I repeat: there can be no suffix **-ox- from this.
> The reduction of suffixal /e/ to /o/ is seen before all kinds
> of suffixal consonants, a few of which are voiceless, as in s-stems,
> where we have *H2áws-o:s 'dawn', and in the t-stem *nép-o:t-
> s 'nephew', with o-timbre despite the voicelessness.
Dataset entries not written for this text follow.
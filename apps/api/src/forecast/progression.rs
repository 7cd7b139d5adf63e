//! Rank Progression Model: predicted rank for every elapsed month.
//!
//! # Model
//! A trajectory crosses four phases bounded by the milestones `100 → 50 → 20 → 10 → 1`.
//! Inside a phase, normalized time `t ∈ [0, 1]` maps to rank through an ease-out
//! power curve on the log-rank distance between the phase bounds:
//!
//! ```text
//! rank(t) = r_start · (r_end / r_start) ^ g(t),   g(t) = 1 − (1 − t)^k
//! ```
//!
//! Effective phase durations are the base durations scaled by a difficulty
//! multiplier and a volume multiplier. Time left over after finishing a phase
//! carries into the next one. Rank caps clamp the result from below.

use crate::forecast::models::{KeywordRow, ProjectionParameters, VolumeMultiplierParams};

pub const RANK_MILESTONES: [f64; 5] = [100.0, 50.0, 20.0, 10.0, 1.0];
pub const PHASE_COUNT: usize = 4;

/// g(t) = 1 − (1 − t)^k, with t clamped to [0, 1].
pub fn ease_out(t: f64, k: f64) -> f64 {
    1.0 - (1.0 - t.clamp(0.0, 1.0)).powf(k)
}

/// Inverse of [`ease_out`]: t = 1 − (1 − g)^(1/k).
pub fn ease_out_inverse(g: f64, k: f64) -> f64 {
    1.0 - (1.0 - g.clamp(0.0, 1.0)).powf(1.0 / k)
}

/// Rank at normalized time `t` inside the phase `(r_start, r_end)`.
pub fn phase_rank(r_start: f64, r_end: f64, t: f64, k: f64) -> f64 {
    r_start * (r_end / r_start).powf(ease_out(t, k))
}

/// `m_v = clamp(vMin + vSpan · log10(1 + volume) / log10(1 + volMax), mMin, mMax)`.
pub fn volume_multiplier(volume: f64, params: &VolumeMultiplierParams) -> f64 {
    let volume = if volume.is_finite() { volume.max(0.0) } else { 0.0 };
    let vol_max = params.vol_max.max(1.0);
    let ratio = (1.0 + volume).log10() / (1.0 + vol_max).log10();
    (params.v_min + params.v_span * ratio).clamp(params.m_min, params.m_max)
}

/// Phase index and normalized time for a rank, or `None` once rank 1 is reached.
/// Ranks worse than 100 enter phase 1 at its start.
pub fn locate(rank: f64, k: f64) -> Option<(usize, f64)> {
    if rank <= RANK_MILESTONES[PHASE_COUNT] {
        return None;
    }
    if rank >= RANK_MILESTONES[0] {
        return Some((0, 0.0));
    }

    let phase = (0..PHASE_COUNT)
        .find(|&i| rank <= RANK_MILESTONES[i] && rank > RANK_MILESTONES[i + 1])
        .unwrap_or(PHASE_COUNT - 1);

    let (r_start, r_end) = (RANK_MILESTONES[phase], RANK_MILESTONES[phase + 1]);
    let g0 = (rank / r_start).ln() / (r_end / r_start).ln();
    Some((phase, ease_out_inverse(g0, k)))
}

/// Precomputed trajectory for a single keyword.
#[derive(Debug, Clone)]
pub struct RankTrajectory {
    origin: Option<(usize, f64)>,
    durations: [f64; PHASE_COUNT],
    k: f64,
    floor: f64,
}

impl RankTrajectory {
    pub fn new(row: &KeywordRow, params: &ProjectionParameters) -> Self {
        let k = params.phase_durations.k;
        let scale = params.difficulty_multipliers.get(row.difficulty)
            * volume_multiplier(row.volume, &params.volume_multiplier);
        let durations = params.phase_durations.base().map(|t| t * scale);

        let start = row.start_rank.clamp(RANK_MILESTONES[PHASE_COUNT], RANK_MILESTONES[0]);
        // A cap never pushes a keyword behind where it already ranks.
        let floor = params
            .rank_caps
            .get(row.difficulty)
            .unwrap_or(RANK_MILESTONES[PHASE_COUNT])
            .min(start);

        Self {
            origin: locate(start, k),
            durations,
            k,
            floor,
        }
    }

    /// Uncapped rank after `elapsed` months.
    pub fn raw_rank_at(&self, elapsed: f64) -> f64 {
        let Some((mut phase, mut t)) = self.origin else {
            return RANK_MILESTONES[PHASE_COUNT];
        };
        let mut remaining = elapsed.max(0.0);

        loop {
            let duration = self.durations[phase];
            let to_finish = (1.0 - t) * duration;
            if remaining < to_finish {
                t += remaining / duration;
                return phase_rank(
                    RANK_MILESTONES[phase],
                    RANK_MILESTONES[phase + 1],
                    t,
                    self.k,
                );
            }
            remaining -= to_finish;
            phase += 1;
            t = 0.0;
            if phase == PHASE_COUNT {
                return RANK_MILESTONES[PHASE_COUNT];
            }
        }
    }

    /// Capped rank after `elapsed` months.
    pub fn rank_at(&self, elapsed: f64) -> f64 {
        self.raw_rank_at(elapsed).max(self.floor)
    }
}

#[cfg(test)]
mod tests {
    use super::*;
    use crate::forecast::models::{Difficulty, DEFAULT_CATEGORY, DEFAULT_INTENT};
    use crate::forecast::params::{resolve_parameters, ForecastOptions, PhaseDurationOptions};
    use chrono::NaiveDate;
    use std::collections::HashMap;

    fn project_ranks(row: &KeywordRow, params: &ProjectionParameters) -> Vec<f64> {
        let trajectory = RankTrajectory::new(row, params);
        (1..=params.months_ahead)
            .map(|m| trajectory.rank_at(m as f64))
            .collect()
    }

    fn row(volume: f64, difficulty: Difficulty, start_rank: f64) -> KeywordRow {
        KeywordRow {
            keyword: "shoes".to_string(),
            volume,
            difficulty,
            start_rank,
            intent: DEFAULT_INTENT.to_string(),
            category: DEFAULT_CATEGORY.to_string(),
        }
    }

    fn params_for(rows: &[KeywordRow], options: ForecastOptions) -> ProjectionParameters {
        let today = NaiveDate::from_ymd_opt(2026, 1, 1).unwrap();
        resolve_parameters(&options, rows, None, today).unwrap()
    }

    #[test]
    fn test_ease_out_endpoints_and_inverse() {
        assert_eq!(ease_out(0.0, 3.5), 0.0);
        assert_eq!(ease_out(1.0, 3.5), 1.0);
        for &t in &[0.1, 0.35, 0.6, 0.9] {
            let g = ease_out(t, 2.7);
            assert!((ease_out_inverse(g, 2.7) - t).abs() < 1e-9);
        }
    }

    #[test]
    fn test_steeper_curve_moves_faster_early() {
        assert!(ease_out(0.1, 5.0) > ease_out(0.1, 1.5));
    }

    #[test]
    fn test_locate_inverts_phase_rank() {
        for &rank in &[80.0, 50.0, 33.0, 12.5, 4.0] {
            let (phase, t0) = locate(rank, 3.5).unwrap();
            let back = phase_rank(RANK_MILESTONES[phase], RANK_MILESTONES[phase + 1], t0, 3.5);
            assert!((back - rank).abs() < 1e-9, "rank {rank} came back as {back}");
        }
        assert_eq!(locate(1.0, 3.5), None);
        assert_eq!(locate(250.0, 3.5), Some((0, 0.0)));
        assert_eq!(locate(50.0, 3.5).map(|(p, _)| p), Some(1));
    }

    #[test]
    fn test_volume_multiplier_stays_in_bounds() {
        let rows = [row(1000.0, Difficulty::Easy, 50.0)];
        let p = params_for(&rows, ForecastOptions::default()).volume_multiplier;
        for &v in &[0.0, 1.0, 10.0, 999.0, 1000.0, 1e12, -5.0, f64::INFINITY] {
            let m = volume_multiplier(v, &p);
            assert!(m >= p.m_min && m <= p.m_max, "volume {v} gave {m}");
        }
    }

    #[test]
    fn test_higher_volume_progresses_slower() {
        let rows = [row(10.0, Difficulty::Medium, 60.0), row(50_000.0, Difficulty::Medium, 60.0)];
        let params = params_for(&rows, ForecastOptions::default());
        let low = project_ranks(&rows[0], &params);
        let high = project_ranks(&rows[1], &params);
        assert!(low[2] < high[2]);
    }

    #[test]
    fn test_harder_keywords_progress_slower() {
        let rows = [row(100.0, Difficulty::Easy, 60.0), row(100.0, Difficulty::Top10, 60.0)];
        let params = params_for(&rows, ForecastOptions::default());
        assert!(project_ranks(&rows[0], &params)[3] < project_ranks(&rows[1], &params)[3]);
    }

    #[test]
    fn test_rank_never_regresses() {
        let rows = [
            row(500.0, Difficulty::Hard, 100.0),
            row(20.0, Difficulty::Easy, 7.3),
            row(9_000.0, Difficulty::NotApplicable, 180.0),
            row(0.0, Difficulty::Medium, 19.9),
        ];
        let params = params_for(
            &rows,
            ForecastOptions {
                months_ahead: Some(36),
                ..Default::default()
            },
        );
        for r in &rows {
            let ranks = project_ranks(r, &params);
            assert!(ranks.windows(2).all(|w| w[1] <= w[0] + 1e-12));
            assert!(ranks.iter().all(|&x| x >= 1.0));
        }
    }

    #[test]
    fn test_rank_one_never_moves() {
        let rows = [row(800.0, Difficulty::Easy, 1.0)];
        let params = params_for(&rows, ForecastOptions::default());
        assert!(project_ranks(&rows[0], &params).iter().all(|&r| r == 1.0));
    }

    #[test]
    fn test_shoes_scenario_progresses_through_phase_one() {
        let rows = [row(1000.0, Difficulty::Easy, 80.0)];
        let params = params_for(
            &rows,
            ForecastOptions {
                months_ahead: Some(3),
                phase_durations: Some(PhaseDurationOptions {
                    t1: Some(1.0),
                    k: Some(3.5),
                    ..Default::default()
                }),
                ..Default::default()
            },
        );
        let ranks = project_ranks(&rows[0], &params);
        assert_eq!(ranks.len(), 3);
        assert!(ranks[0] < 80.0);
        assert!(ranks[0] > ranks[1] && ranks[1] > ranks[2]);
        assert!((ranks[2] - 50.0).abs() < (ranks[2] - 80.0).abs());
    }

    #[test]
    fn test_rank_cap_is_respected() {
        let rows = [row(100.0, Difficulty::Medium, 40.0)];
        let mut caps = HashMap::new();
        caps.insert("Medium".to_string(), Some(2.0));
        let params = params_for(
            &rows,
            ForecastOptions {
                months_ahead: Some(36),
                rank_caps: Some(caps),
                phase_durations: Some(PhaseDurationOptions {
                    t1: Some(0.5),
                    t2: Some(0.5),
                    t3: Some(0.5),
                    t4: Some(0.5),
                    k: None,
                }),
                ..Default::default()
            },
        );
        let ranks = project_ranks(&rows[0], &params);
        assert!(ranks.iter().all(|&r| r >= 2.0));
        assert_eq!(*ranks.last().unwrap(), 2.0);
    }

    #[test]
    fn test_cap_above_start_rank_does_not_regress() {
        let rows = [row(100.0, Difficulty::Hard, 3.0)];
        let mut caps = HashMap::new();
        caps.insert("Hard".to_string(), Some(5.0));
        let params = params_for(
            &rows,
            ForecastOptions {
                rank_caps: Some(caps),
                ..Default::default()
            },
        );
        assert!(project_ranks(&rows[0], &params).iter().all(|&r| r == 3.0));
    }

    #[test]
    fn test_uncapped_keyword_converges_to_one() {
        let rows = [row(10.0, Difficulty::Easy, 90.0)];
        let params = params_for(
            &rows,
            ForecastOptions {
                months_ahead: Some(36),
                ..Default::default()
            },
        );
        assert_eq!(*project_ranks(&rows[0], &params).last().unwrap(), 1.0);
    }

    #[test]
    fn test_effective_durations_scale_with_multipliers() {
        let rows = [row(1000.0, Difficulty::Hard, 50.0)];
        let params = params_for(&rows, ForecastOptions::default());
        let traj = RankTrajectory::new(&rows[0], &params);
        let scale = params.difficulty_multipliers.hard
            * volume_multiplier(1000.0, &params.volume_multiplier);
        let base = params.phase_durations.base();
        for (eff, b) in traj.durations.iter().zip(base.iter()) {
            assert!((eff - b * scale).abs() < 1e-12);
        }
    }
}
There is no **nep- so that analysis of *nepot- is just silly. The
root as far as we're aware is indivisible and therefore completely
inadmissible here.
Of course, perhaps you'd be best to cite *men-ot- since segmentation
here _can_ be justified. Yet, what does this have to do with the above
pattern exactly? In order to use an animate *-ot- as counterproof of
the above pattern, we first need to find a correlating inanimate suffix
**-t. I'm not aware of such an _inanimate_ suffix, although a similar
looking suffix does form _animate_ stems like *nokW-t-s. Since it fails
the criteria of the pattern, *-ot- cannot be a product of Thematicization
nor can it be expected to be.
In all likelihood, stems in *-ot- are secondarily derived based on
the suffixes that did undergo Thematicization, so that a typically
found stem form like *men-t- was stretched to *men-ot- to conform
to the many other animate stems of the pattern CVC-VC-. Athematic
animate stems like *nokWt- were going the way of the do-do, as we all
know, since athematicism was growingly associated with inanimacy. We
have, of course, another way of animatizing this word: *men-t-o-. It's
merely a matter of where one chooses to place the thematic vowel to
make it more "animate-looking".
The 'dawn' stem is no doubt from *xeus-, but *-os- again shows that
final *-s was voiced as it would have been in the nominative xauso:s
based on your very ideas! Since the nominative *-s and the *s of the
suffix had merged, the *-s was in this unique case in _final_ position
in the nominative and thus _voiced_. Considering that insight, it shows
exactly the expected pattern as we find above:
eLIE *-és- /-&s- > *-és- /*-os-
Again, laryngeals in contrast are never affected by Final Voicing so
**-ox- cannot arise no matter what here, whether sheilded by an animate
nominative *-s or completely bare in later feminine nominatives.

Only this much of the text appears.